Women with bachelor’s and graduates degrees were “entrenching themselves in Upper America” and achieving “striking gains” economically in the 1980s, comments Kevin Phillips. Less educated women and single mothers didn’t fare as well and became a “have-not constituency.”

 By 1983, 20% of women held a professional or managerial job, the exact percentage as among men. In the early 1990s, they were inching closer to a majority in college enrollment, and to parity in medical and law schools.

Meanwhile, service jobs that didn’t require college paid little, and the skilled, blue-collar trades that might offer economic independence didn’t open up in the ways the professions did. One in a hundred electricians or firefighters (1%) was a woman in 1960, a little more than 1% in 1983, and, in 1998, 2%. The percentages are similar for heating and air conditioning mechanics, machinery repairers, painters, construction workers, and truck drivers.

The more feminism succeeded in creating a level playing field for women with men, the more divisions among women emerged, and the more vulnerable a consensus view became—or, really, a consensus dream about what gave a woman’s life a sense of purpose, value, identity, and social authority. 

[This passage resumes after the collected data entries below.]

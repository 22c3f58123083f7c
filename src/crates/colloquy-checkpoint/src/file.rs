//! Filesystem checkpoint backend
//!
//! [`FileCheckpointSaver`] stores one file per session under a root directory,
//! which is what lets CLI conversations survive process restarts. Writes go to a
//! temporary file first and are renamed into place, so a crash mid-write leaves
//! the previous checkpoint intact rather than a torn one.
//!
//! Session ids become file names directly, so they are restricted to
//! `[A-Za-z0-9._-]`; anything else is rejected as
//! [`CheckpointError::InvalidSessionId`](crate::CheckpointError::InvalidSessionId)
//! before touching the filesystem.

use crate::{
    error::{CheckpointError, Result},
    traits::CheckpointSaver,
};
use async_trait::async_trait;
use std::path::{Path, PathBuf};
use tokio::fs;

const CHECKPOINT_EXTENSION: &str = "ckpt";

/// Durable checkpoint saver backed by a directory of per-session files
#[derive(Debug, Clone)]
pub struct FileCheckpointSaver {
    root: PathBuf,
}

impl FileCheckpointSaver {
    /// Create a saver rooted at `root`, creating the directory if needed
    pub async fn new(root: impl Into<PathBuf>) -> Result<Self> {
        let root = root.into();
        fs::create_dir_all(&root).await?;
        Ok(Self { root })
    }

    /// Root directory holding the checkpoint files
    pub fn root(&self) -> &Path {
        &self.root
    }

    fn validate_session_id(session_id: &str) -> Result<()> {
        if session_id.is_empty() {
            return Err(CheckpointError::InvalidSessionId {
                session_id: session_id.to_string(),
                reason: "must not be empty".to_string(),
            });
        }
        if !session_id
            .chars()
            .all(|c| c.is_ascii_alphanumeric() || matches!(c, '.' | '_' | '-'))
        {
            return Err(CheckpointError::InvalidSessionId {
                session_id: session_id.to_string(),
                reason: "contains characters outside [A-Za-z0-9._-]".to_string(),
            });
        }
        Ok(())
    }

    fn path_for(&self, session_id: &str) -> PathBuf {
        self.root
            .join(format!("{}.{}", session_id, CHECKPOINT_EXTENSION))
    }
}

#[async_trait]
impl CheckpointSaver for FileCheckpointSaver {
    async fn load(&self, session_id: &str) -> Result<Option<Vec<u8>>> {
        Self::validate_session_id(session_id)?;

        match fs::read(self.path_for(session_id)).await {
            Ok(data) => Ok(Some(data)),
            Err(e) if e.kind() == std::io::ErrorKind::NotFound => Ok(None),
            Err(e) => Err(e.into()),
        }
    }

    async fn save(&self, session_id: &str, data: Vec<u8>) -> Result<()> {
        Self::validate_session_id(session_id)?;

        let target = self.path_for(session_id);
        let tmp = self.root.join(format!(
            "{}.{}.tmp",
            session_id, CHECKPOINT_EXTENSION
        ));

        fs::write(&tmp, &data).await?;
        fs::rename(&tmp, &target).await?;

        tracing::debug!(session_id, bytes = data.len(), "checkpoint written");
        Ok(())
    }

    async fn delete(&self, session_id: &str) -> Result<()> {
        Self::validate_session_id(session_id)?;

        match fs::remove_file(self.path_for(session_id)).await {
            Ok(()) => Ok(()),
            Err(e) if e.kind() == std::io::ErrorKind::NotFound => Ok(()),
            Err(e) => Err(e.into()),
        }
    }

    async fn list_sessions(&self) -> Result<Vec<String>> {
        let mut sessions = Vec::new();
        let mut entries = fs::read_dir(&self.root).await?;

        while let Some(entry) = entries.next_entry().await? {
            let name = entry.file_name();
            let Some(name) = name.to_str() else { continue };
            if let Some(session) = name.strip_suffix(&format!(".{}", CHECKPOINT_EXTENSION)) {
                sessions.push(session.to_string());
            }
        }

        sessions.sort();
        Ok(sessions)
    }
}

#[cfg(test)]
mod tests {
    use super::*;

    async fn saver() -> (tempfile::TempDir, FileCheckpointSaver) {
        let dir = tempfile::tempdir().unwrap();
        let saver = FileCheckpointSaver::new(dir.path()).await.unwrap();
        (dir, saver)
    }

    #[tokio::test]
    async fn test_save_load_delete() {
        let (_dir, saver) = saver().await;

        saver.save("user-1", vec![1, 2, 3]).await.unwrap();
        assert_eq!(saver.load("user-1").await.unwrap(), Some(vec![1, 2, 3]));

        saver.delete("user-1").await.unwrap();
        assert_eq!(saver.load("user-1").await.unwrap(), None);
    }

    #[tokio::test]
    async fn test_load_missing_session_is_none() {
        let (_dir, saver) = saver().await;
        assert_eq!(saver.load("nobody").await.unwrap(), None);
    }

    #[tokio::test]
    async fn test_survives_reopen() {
        let dir = tempfile::tempdir().unwrap();

        {
            let saver = FileCheckpointSaver::new(dir.path()).await.unwrap();
            saver.save("user-1", b"persisted".to_vec()).await.unwrap();
        }

        let reopened = FileCheckpointSaver::new(dir.path()).await.unwrap();
        assert_eq!(
            reopened.load("user-1").await.unwrap(),
            Some(b"persisted".to_vec())
        );
    }

    #[tokio::test]
    async fn test_rejects_path_traversal() {
        let (_dir, saver) = saver().await;

        let err = saver.load("../escape").await.unwrap_err();
        assert!(matches!(err, CheckpointError::InvalidSessionId { .. }));

        let err = saver.save("a/b", vec![]).await.unwrap_err();
        assert!(matches!(err, CheckpointError::InvalidSessionId { .. }));
    }

    #[tokio::test]
    async fn test_list_sessions() {
        let (_dir, saver) = saver().await;

        saver.save("beta", vec![]).await.unwrap();
        saver.save("alpha", vec![]).await.unwrap();

        assert_eq!(saver.list_sessions().await.unwrap(), vec!["alpha", "beta"]);
    }
}
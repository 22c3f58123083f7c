//! Scheduler: executes exactly one user turn
//!
//! [`DialogueEngine`] owns the per-turn algorithm:
//!
//! 1. load the checkpointed state for the session key (new session if absent)
//! 2. append the user message, increment the turn counter
//! 3. call the NLU provider with utterance + dialogue context (one retry)
//! 4. run the pattern dispatcher and apply its deltas in order
//! 5. advance the cursor through steps the dispatch completed
//! 6. execute graph nodes in a bounded loop until a node suspends, the flow
//!    stack drains, or the per-turn cap is hit
//! 7. extract the response (say fragments, then the pending prompt, then the
//!    configured default)
//! 8. persist per the configured durability mode
//!
//! # Scheduling model
//!
//! Single-threaded *per session*: a per-session-key mutex serializes all work
//! for one conversation, which is load-bearing for the idempotence and
//! checkpoint-merge invariants. Different sessions run in parallel freely;
//! the compiled graphs and registries are immutable and shared.
//!
//! # Suspension
//!
//! Suspension is a state property (`pending_task`), not a coroutine: the turn
//! fully returns, and the next turn reconstructs everything from the
//! checkpoint. A turn introduces at most one suspension - the node loop
//! breaks the moment one appears.
//!
//! # Failure semantics
//!
//! - NLU failure: one retry with the same input, then the turn fails with the
//!   `not_understood` response and *unchanged, unpersisted* state
//! - action failure: the step is not marked executed; the failure is surfaced
//!   and the flow stays parked on the action step (user-driven retry)
//! - per-turn cap exceeded: graph defect - logged at `error`, the flow moves
//!   to the error phase
//! - deadline expired: [`EngineError::Timeout`]; nothing past the last
//!   committed turn is persisted
//! - checkpoint write failure: propagates and fails the turn in every
//!   durability mode

use serde_json::json;
use std::collections::HashMap;
use std::sync::Arc;
use std::time::Duration;
use tokio::sync::Mutex;
use tokio::time::Instant;

use colloquy_checkpoint::{CheckpointCodec, CheckpointSaver, InMemoryCheckpointSaver, JsonCodec};

use crate::action::{ActionRegistry, IdentityNormalizer, SlotNormalizer, ValidatorRegistry};
use crate::compiler::{CompiledSpec, Next, NodeKind};
use crate::config::{DialogueSpec, Durability};
use crate::confirmation::ConfirmationManager;
use crate::delta::StateDelta;
use crate::dispatcher::PatternDispatcher;
use crate::error::{EngineError, Result};
use crate::flow_manager::{FlowManager, PushOutcome, PushRequest};
use crate::nlu::{NluProvider, NluRequest};
use crate::runtime::Runtime;
use crate::state::{
    ConversationState, ConversationTurn, DialogueState, FlowPhase, FlowResult, PendingTask,
    PushReason,
};
use crate::step_manager::{branch_target_key, StepManager};

/// Type-erased checkpoint encoding, so the engine can hold any
/// [`CheckpointCodec`] behind one object-safe seam
pub trait StateCodec: Send + Sync {
    fn encode(&self, state: &DialogueState) -> Result<Vec<u8>>;
    fn decode(&self, bytes: &[u8]) -> Result<DialogueState>;
}

impl<C: CheckpointCodec> StateCodec for C {
    fn encode(&self, state: &DialogueState) -> Result<Vec<u8>> {
        Ok(CheckpointCodec::encode(self, state)?)
    }

    fn decode(&self, bytes: &[u8]) -> Result<DialogueState> {
        Ok(CheckpointCodec::decode(self, bytes)?)
    }
}

/// Outcome of one processed turn
#[derive(Debug, Clone, PartialEq)]
pub struct TurnResult {
    /// Text to show the user
    pub response: String,
    /// What the conversation is now parked on
    pub conversation_state: ConversationState,
    /// Turn counter after this turn
    pub turn_count: u64,
    /// Name of the active flow, if any
    pub active_flow: Option<String>,
}

/// Builder for [`DialogueEngine`]
pub struct DialogueEngineBuilder {
    spec: DialogueSpec,
    nlu: Option<Arc<dyn NluProvider>>,
    actions: Arc<ActionRegistry>,
    normalizer: Arc<dyn SlotNormalizer>,
    validators: Arc<ValidatorRegistry>,
    checkpointer: Arc<dyn CheckpointSaver>,
    codec: Arc<dyn StateCodec>,
}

Rosen was trying to highlight one aspect of this division–most women in America don’t have the latitude that Romney does or, indeed, that many well-paid career women do.

It came out badly. Women’s comments on other women’s parental lifestyles often do. Instead of sisterly unity, we occasionally get something closer to the sororial rivalries of King Lear. That doesn’t mean that feminism failed, but that it succeeded–and that we still have more work to do.